Once connected, you get a bw> prompt:
bw> document.title # Evaluate JS expression
bw> /tree #app 2 # Show DOM tree
bw> /screenshot body page.png # Capture screenshot (requires --allow-screenshot)
bw> /mount #app card {"title":"Hi"} # Mount BCCL component
bw> /render #app {"t":"h1","c":"Hi"} # Render TACO
bw> /patch counter 42 # Update element text
bw> /listen button click # Watch DOM events
bw> /unlisten button click # Stop watching
bw> /exec alert('hello') # Execute JS (fire-and-forget)

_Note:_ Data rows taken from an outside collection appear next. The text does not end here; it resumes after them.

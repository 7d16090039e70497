use anchor_lang::prelude::*;
use anchor_spl::associated_token::AssociatedToken;
use anchor_spl::token::{self, Mint, Token, TokenAccount, Transfer};

use creo_ledger::state::LedgerState;

use crate::error::RewardsError;
use crate::events::CampaignCreated;
use crate::state::{Campaign, MAX_DESCRIPTION_LEN};

/// Opens a campaign funded from the signer's own ledger token balance.
/// The full budget moves into escrow here, so later distributions can
/// never draw more than was committed. An all-zero Merkle root makes the
/// campaign push-only.
pub fn handler(
    ctx: Context<CreateCampaign>,
    campaign_id: u64,
    total_amount: u64,
    duration_secs: i64,
    merkle_root: [u8; 32],
    operator: Pubkey,
    description: String,
) -> Result<()> {
    require!(total_amount > 0, RewardsError::InvalidInput);
    require!(duration_secs > 0, RewardsError::InvalidInput);
    require!(
        description.len() <= MAX_DESCRIPTION_LEN,
        RewardsError::InvalidInput
    );

    let cpi_ctx = CpiContext::new(
        ctx.accounts.token_program.to_account_info(),
        Transfer {
            from: ctx.accounts.creator_ata.to_account_info(),
            to: ctx.accounts.escrow_ata.to_account_info(),
            authority: ctx.accounts.creator.to_account_info(),
        },
    );
    token::transfer(cpi_ctx, total_amount)?;

    let now = Clock::get()?.unix_timestamp;
    let end_ts = now
        .checked_add(duration_secs)
        .ok_or(RewardsError::ArithmeticOverflow)?;

    let campaign = &mut ctx.accounts.campaign;
    campaign.creator = ctx.accounts.creator.key();
    campaign.operator = operator;
    campaign.campaign_id = campaign_id;
    campaign.mint = ctx.accounts.mint.key();
    campaign.escrow_ata = ctx.accounts.escrow_ata.key();
    campaign.total_amount = total_amount;
    campaign.distributed_amount = 0;
    campaign.start_ts = now;
    campaign.end_ts = end_ts;
    campaign.merkle_root = merkle_root;
    campaign.active = true;
    campaign.description = description.clone();
    campaign.bump = ctx.bumps.campaign;

    emit!(CampaignCreated {
        campaign: campaign.key(),
        creator: campaign.creator,
        operator,
        campaign_id,
        mint: campaign.mint,
        total_amount,
        start_ts: now,
        end_ts,
        merkle_root,
        description,
    });

    Ok(())
}

#[derive(Accounts)]
#[instruction(campaign_id: u64)]
pub struct CreateCampaign<'info> {
    #[account(mut)]
    pub creator: Signer<'info>,

    /// The funding ledger; only its creator may open campaigns on it.
    #[account(
        constraint = ledger.creator == creator.key() @ RewardsError::Unauthorized,
    )]
    pub ledger: Account<'info, LedgerState>,

    #[account(
        address = ledger.mint @ RewardsError::InvalidMint,
    )]
    pub mint: Account<'info, Mint>,

    #[account(
        init,
        payer = creator,
        space = 8 + Campaign::INIT_SPACE,
        seeds = [
            Campaign::SEED_PREFIX,
            creator.key().as_ref(),
            &campaign_id.to_le_bytes(),
        ],
        bump,
    )]
    pub campaign: Account<'info, Campaign>,

    #[account(
        mut,
        constraint = creator_ata.mint == mint.key() @ RewardsError::InvalidRecipientMint,
        constraint = creator_ata.owner == creator.key() @ RewardsError::Unauthorized,
    )]
    pub creator_ata: Account<'info, TokenAccount>,

    #[account(
        init,
        payer = creator,
        associated_token::mint = mint,
        associated_token::authority = campaign,
    )]
    pub escrow_ata: Account<'info, TokenAccount>,

    pub system_program: Program<'info, System>,
    pub token_program: Program<'info, Token>,
    pub associated_token_program: Program<'info, AssociatedToken>,
}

bw> /clients # List connected clients
bw> /help # Command reference
bw> /quit # Exit
bwcli attach [options]
Options:
-p, --port <number> Server port (default: 7902)
--allow-screenshot Enable /screenshot command
-v, --verbose Verbose output
-h, --help Print help
For the complete guide, see bwcli attach documentation.
The CLI wraps content in a responsive layout:
- Centered container (max-width 48rem)
- System font stack (San Francisco, Segoe UI, Roboto, Helvetica, Arial)
- Comfortable typography (1rem base, 1.6 line-height)
- Styled code blocks with horizontal scroll
- Responsive tables with alternating row colors
- Mobile-friendly (adjusts at 600px breakpoint)
This layout is designed to produce readable documents without any additional styling. Add --theme and --standalone (or --cdn) for bitwrench-styled components on top of this base.